Like most of the awards dished out at Palm Springs and Santa Barbara next month, this honor acts chiefly as an Oscar nomination forecast: previous winners of the prize include Felicity Huffman, Jennifer Hudson, Marion Cotillard, Jeremy Renner and Carey Mulligan. (Hard luck, Mariah Carey and Freida Pinto.) Not that one needs any such minor bellwethers to predict Spencer’s nomination, which has been set in stone since “The Help” opened in August: the question is whether she can win in a field that still has no clear frontrunner.
Much, I suspect, depends on the momentum of co-star Viola Davis’s lead campaign, not to mention the possibility of internal category competition from Jessica Chastain. (If the latter manages to score a nod at all, she could be a real threat for the win, pulling votes from fans of her work in multiple films.)
On the face of it, it sounds odd to attach the “breakthrough” tag to an actor with a career as long as Spencer’s, but that’s precisely what the performance is: trawling through her filmography, I’m surprised how many notable films she’s appeared in where her face just doesn’t come to mind. (Granted, I haven’t seen the film in a while, but I doubt Woman In Elevator in “Being John Malkovich” was a plum part.) Clearly, larger roles in such smaller movies as “Herpes Boy” didn’t do much for her either.

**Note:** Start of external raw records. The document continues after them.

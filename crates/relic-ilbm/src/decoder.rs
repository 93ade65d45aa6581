/*
 * Copyright (c) 2023.
 *
 * This software is free software;
 *
 * You can redistribute it or modify it under terms of the MIT, Apache License or Zlib license
 */

// An IFF file is a FORM chunk wrapping a list of chunks, each a 4 byte tag,
// a big endian size and the payload padded to an even length.
//
// For rasters we care about
// - BMHD: dimensions, plane count, masking, compression and the transparent color
// - CMAP: RGB triplets
// - CAMG: the Amiga view mode, selects HAM and EHB
// - BODY: the rows, for each row every plane (plus the stencil) one after another,
//   each either raw or byte-run compressed
//
// Everything else is skipped.

use alloc::vec;

use relic_core::buffer::{ColorKey, PixelBuffer, PixelFormat, PixelLayout};
use relic_core::bytestream::{ByteReader, ByteReaderTrait};
use relic_core::log::{trace, warn};
use relic_core::options::DecoderOptions;
use relic_core::palette::{Palette, PaletteEntry, MAX_PALETTE_ENTRIES};
use relic_core::rle::decode_byte_run;

use crate::header::{BitmapHeader, FormKind, ViewMode, BMHD, BMHD_SIZE, BODY, CAMG, CMAP, FORM};
use crate::planar::{deinterleave, hold_and_modify, true_color, PlaneRows};
use crate::IlbmDecodeErrors;

/// Probe some bytes to see
/// if they start with an ILBM or PBM form
pub fn probe_ilbm(bytes: &[u8]) -> bool {
    if let Some(magic) = bytes.get(0..12) {
        return magic[0..4] == FORM && (&magic[8..12] == b"ILBM" || &magic[8..12] == b"PBM ");
    }
    false
}

/// Plane geometry derived from the bitmap header
#[derive(Copy, Clone, Debug)]
struct RowGeometry {
    width:         usize,
    bytes_per_row: usize,
    planes:        usize,
    stencil:       usize
}

/// An ILBM and PBM decoder
///
/// # Usage
/// ```no_run
/// use relic_core::bytestream::ByteCursor;
/// use relic_ilbm::IlbmDecoder;
///
/// fn main() -> Result<(), relic_ilbm::IlbmDecodeErrors> {
///     let mut decoder = IlbmDecoder::new(ByteCursor::new(b"FORM"));
///     let image = decoder.decode()?;
///     println!("{}x{}", image.width(), image.height());
///     Ok(())
/// }
/// ```
pub struct IlbmDecoder<T>
where
    T: ByteReaderTrait
{
    stream:          ByteReader<T>,
    options:         DecoderOptions,
    decoded_headers: bool,
    start:           Option<u64>,
    form:            Option<FormKind>,
    header:          Option<BitmapHeader>,
    view_mode:       ViewMode,
    color_map:       Option<Palette>,
    body_offset:     u64
}

impl<T> IlbmDecoder<T>
where
    T: ByteReaderTrait
{
    /// Create a new decoder that reads data from `data`
    pub fn new(data: T) -> IlbmDecoder<T> {
        IlbmDecoder::new_with_options(data, DecoderOptions::default())
    }

    /// Create a new decoder instance with specified options
    ///
    /// Respects the dimension limits and `strict_mode`
    pub fn new_with_options(data: T, options: DecoderOptions) -> IlbmDecoder<T> {
        IlbmDecoder {
            stream: ByteReader::new(data),
            options,
            decoded_headers: false,
            start: None,
            form: None,
            header: None,
            view_mode: ViewMode::default(),
            color_map: None,
            body_offset: 0
        }
    }

    /// Check whether the stream starts with an ILBM or PBM form
    ///
    /// The stream position is left untouched
    pub fn detect(&mut self) -> bool {
        let mut magic = [0_u8; 12];

        match self.stream.peek_available(&mut magic) {
            Ok(read) => probe_ilbm(&magic[..read]),
            Err(_) => false
        }
    }

    /// Walk the chunks up to `BODY`
    ///
    /// After this the bitmap header, view mode and color map are available
    pub fn decode_headers(&mut self) -> Result<(), IlbmDecodeErrors> {
        if self.decoded_headers {
            return Ok(());
        }
        let start = self.entry_position()?;

        if let Err(err) = self.decode_headers_inner() {
            self.restore(start);
            return Err(err);
        }
        Ok(())
    }

    /// Decode the image
    ///
    /// # Returns
    /// - An `Indexed8` buffer with its palette, or `Rgb24` for HAM and 24 plane images
    pub fn decode(&mut self) -> Result<PixelBuffer, IlbmDecodeErrors> {
        let start = self.entry_position()?;

        match self.decode_inner() {
            Ok(image) => Ok(image),
            Err(err) => {
                self.restore(start);
                Err(err)
            }
        }
    }

    /// Output width and height
    ///
    /// The width is the header width rounded up to a multiple of 16.
    pub fn dimensions(&self) -> Option<(usize, usize)> {
        self.header
            .map(|h| (h.padded_width(), usize::from(h.height)))
    }

    /// The pixel format `decode` will produce
    pub fn pixel_format(&self) -> Option<PixelFormat> {
        let header = self.header?;
        let form = self.form?;
        Some(self.output_format(&header, form))
    }

    pub const fn bitmap_header(&self) -> Option<&BitmapHeader> {
        self.header.as_ref()
    }

    /// Whether the image is interleaved or packed
    pub const fn form_kind(&self) -> Option<FormKind> {
        self.form
    }

    /// The `CAMG` view mode, zero when the chunk is absent
    pub const fn view_mode(&self) -> ViewMode {
        self.view_mode
    }

    /// The `CMAP` entries as stored
    pub const fn color_map(&self) -> Option<&Palette> {
        self.color_map.as_ref()
    }

    /// Consume the decoder, returning the stream
    pub fn into_inner(self) -> T {
        self.stream.consume()
    }

    fn entry_position(&mut self) -> Result<u64, IlbmDecodeErrors> {
        match self.start {
            Some(position) => Ok(position),
            None => {
                let position = self.stream.position()?;
                self.start = Some(position);
                Ok(position)
            }
        }
    }

    fn restore(&mut self, start: u64) {
        self.decoded_headers = false;
        self.form = None;
        self.header = None;
        self.view_mode = ViewMode::default();
        self.color_map = None;

        if self.stream.set_position(start).is_err() {
            warn!("Could not restore stream position to {}", start);
        }
    }

    fn decode_headers_inner(&mut self) -> Result<(), IlbmDecodeErrors> {
        if self.stream.read_fixed_bytes_or_error::<4>()? != FORM {
            return Err(IlbmDecodeErrors::InvalidMagicBytes);
        }
        // form size, not needed, BODY tells us where the rows are
        self.stream.skip(4)?;

        let form_type = self.stream.read_fixed_bytes_or_error::<4>()?;
        let form =
            FormKind::from_tag(form_type).ok_or(IlbmDecodeErrors::UnknownFormType(form_type))?;

        trace!("Form: {:?}", form);

        let mut header = None;
        let mut view_mode = ViewMode::default();
        let mut color_map = None;

        loop {
            let tag = self.stream.read_fixed_bytes_or_error::<4>()?;
            let size = self.stream.get_u32_be_err()?;

            if tag == BODY {
                break;
            }
            // chunks are word aligned
            let padded = u64::from(size) + u64::from(size & 1);
            let read: u64 = match tag {
                BMHD => {
                    if size < BMHD_SIZE {
                        return Err(IlbmDecodeErrors::GenericStatic("BMHD chunk is too small"));
                    }
                    header = Some(BitmapHeader::read(&mut self.stream)?);
                    u64::from(BMHD_SIZE)
                }
                CMAP => {
                    if size as usize > MAX_PALETTE_ENTRIES * 3 {
                        return Err(IlbmDecodeErrors::ColorMapTooLarge(size));
                    }
                    let count = size as usize / 3;
                    let mut palette = Palette::new();

                    for _ in 0..count {
                        let [r, g, b] = self.stream.read_fixed_bytes_or_error::<3>()?;
                        palette.push(PaletteEntry::new(r, g, b))?;
                    }
                    trace!("Color map entries: {}", count);
                    color_map = Some(palette);
                    (count * 3) as u64
                }
                CAMG => {
                    if size < 4 {
                        return Err(IlbmDecodeErrors::GenericStatic("CAMG chunk is too small"));
                    }
                    view_mode = ViewMode(self.stream.get_u32_be_err()?);
                    trace!("View mode: {:#x}", view_mode.0);
                    4
                }
                _ => 0
            };
            let remaining = usize::try_from(padded - read)
                .map_err(|_| IlbmDecodeErrors::GenericStatic("Chunk too large to skip"))?;
            self.stream.skip(remaining)?;
        }
        let header = header.ok_or(IlbmDecodeErrors::MissingBitmapHeader)?;

        self.body_offset = self.stream.position()?;
        self.form = Some(form);
        self.header = Some(header);
        self.view_mode = view_mode;
        self.color_map = color_map;
        self.decoded_headers = true;

        Ok(())
    }

    fn output_format(&self, header: &BitmapHeader, form: FormKind) -> PixelFormat {
        let geometry = Self::geometry(header, form);

        if geometry.planes == 24 || self.view_mode.is_ham() {
            PixelFormat::Rgb24
        } else {
            PixelFormat::Indexed8
        }
    }

    fn geometry(header: &BitmapHeader, form: FormKind) -> RowGeometry {
        let mut bytes_per_row = ((usize::from(header.width) + 15) / 16) * 2;
        let mut planes = usize::from(header.planes);

        if form == FormKind::Pbm {
            // one plane holding a whole byte per pixel
            bytes_per_row *= 8;
            planes = 1;
        }
        RowGeometry {
            width: header.padded_width(),
            bytes_per_row,
            planes,
            stencil: usize::from(header.has_stencil())
        }
    }

    fn validate(&self, header: &BitmapHeader, geometry: &RowGeometry) -> Result<(), IlbmDecodeErrors> {
        let ham = self.view_mode.is_ham();
        let supported = if ham {
            (3..=8).contains(&geometry.planes)
        } else {
            (1..=8).contains(&geometry.planes) || geometry.planes == 24
        };
        if !supported {
            return Err(IlbmDecodeErrors::UnsupportedPlanes(header.planes, ham));
        }
        if header.compression > 1 {
            if self.options.get_strict_mode() {
                return Err(IlbmDecodeErrors::UnsupportedCompression(header.compression));
            }
            warn!(
                "Unknown compression {}, reading body uncompressed",
                header.compression
            );
        }
        Ok(())
    }

    /// Build the palette of an indexed image
    fn resolve_palette(
        &self, header: &BitmapHeader, form: FormKind, geometry: &RowGeometry
    ) -> Palette {
        let mut palette = match &self.color_map {
            Some(map) if !map.is_empty() => map.clone(),
            _ => {
                // a packed bitmap still stores `planes` bits in each byte
                let grey_bits = match form {
                    FormKind::Pbm => usize::from(header.planes).clamp(1, 8),
                    FormKind::Ilbm => geometry.planes
                };
                warn!("No color map, using a {} level grey ramp", 1_usize << grey_bits);
                return Palette::greyscale_levels(1 << grey_bits);
            }
        };
        // a packed bitmap counts as a single plane here, so it never gets EHB
        if (palette.len() == 32 || self.view_mode.is_ehb()) && geometry.planes == 6 {
            trace!("Extra-Half-Bright palette");
            palette.extend_half_bright();
        }
        // stencil pixels carry an extra index bit, give them the colors
        // the bit would select without it
        let target = 1_usize << (geometry.planes + geometry.stencil).min(8);
        palette.pad_repeating(target);

        palette
    }

    fn decode_inner(&mut self) -> Result<PixelBuffer, IlbmDecodeErrors> {
        if !self.decoded_headers {
            self.decode_headers_inner()?;
        }
        let header = self
            .header
            .ok_or(IlbmDecodeErrors::MissingBitmapHeader)?;
        let form = self.form.ok_or(IlbmDecodeErrors::InvalidMagicBytes)?;

        let geometry = Self::geometry(&header, form);
        self.validate(&header, &geometry)?;

        let format = self.output_format(&header, form);
        let layout = PixelLayout::new(
            geometry.width,
            usize::from(header.height),
            format,
            &self.options
        )?;
        let total_planes = geometry.planes + geometry.stencil;
        let compressed = header.compression == 1;

        self.stream.set_position(self.body_offset)?;

        // a byte-run pair expands to at most 128 bytes
        let plane_row_bytes = if compressed {
            geometry.bytes_per_row.div_ceil(128) * 2
        } else {
            geometry.bytes_per_row
        };
        let needed = (plane_row_bytes as u64)
            .saturating_mul(total_planes as u64)
            .saturating_mul(layout.height() as u64);
        self.stream.ensure_remaining(needed)?;

        let mut pixels = layout.allocate()?;

        let palette = if format == PixelFormat::Indexed8 {
            Some(self.resolve_palette(&header, form, &geometry))
        } else {
            None
        };
        // HAM looks colors up in the stored map
        let ham_palette = self.color_map.clone().unwrap_or_default();

        let mut scratch = vec![0_u8; geometry.bytes_per_row * total_planes];

        trace!("Output format: {:?}", format);
        trace!("Bytes per plane row: {}", geometry.bytes_per_row);

        for y in 0..layout.height() {
            for plane_row in scratch.chunks_exact_mut(geometry.bytes_per_row) {
                if compressed {
                    decode_byte_run(&mut self.stream, plane_row)?;
                } else {
                    self.stream.read_exact_bytes(plane_row)?;
                }
            }
            let start = y * layout.stride();
            let row = pixels
                .get_mut(start..start + layout.row_bytes())
                .ok_or(IlbmDecodeErrors::GenericStatic("Row outside of pixel store"))?;

            let planes = PlaneRows::new(&scratch, geometry.bytes_per_row);

            match (form, format) {
                (FormKind::Pbm, _) => {
                    row.copy_from_slice(&scratch[..geometry.width]);
                }
                (FormKind::Ilbm, PixelFormat::Indexed8) => {
                    deinterleave(&planes, total_planes, row);
                }
                _ if self.view_mode.is_ham() => {
                    hold_and_modify(&planes, geometry.planes, &ham_palette, row);
                }
                _ => {
                    true_color(&planes, row);
                }
            }
        }
        let mut image = PixelBuffer::new(layout, pixels, palette)?;

        if header.has_color_key() {
            let key = header.transparent_color;
            // true color output takes the value as is, it always fits 24 bits
            let in_range = match image.palette() {
                Some(palette) => usize::from(key) < palette.len(),
                None => true
            };

            if in_range {
                image = image.with_color_key(ColorKey(u32::from(key)))?;
            } else {
                warn!("Transparent color {} ignored", key);
            }
        }
        Ok(image)
    }
}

So good for her for turning things around with a role that, an interview with Anderson Cooper revealed, was once mooted for Oscar winners Jennifer Hudson and Mo’Nique. It was her longstanding friendship with writer-director Tate Taylor, Spencer admits, that secured her the part: given that he’s a similarly out-of-nearly-nowhere name, one imagines he was more sympathetic than most to an actress in need of a break.
Spencer joins Michelle Williams, George Clooney and Glenn Close on the list of Palm Springs honorees: the “My Week With Marilyn” star was previously announced as the recipient of the festival’s Achievement Award. Every year since 2006, at least one of their picks has gone on to win the Oscar. Make of that what you will — I wouldn’t.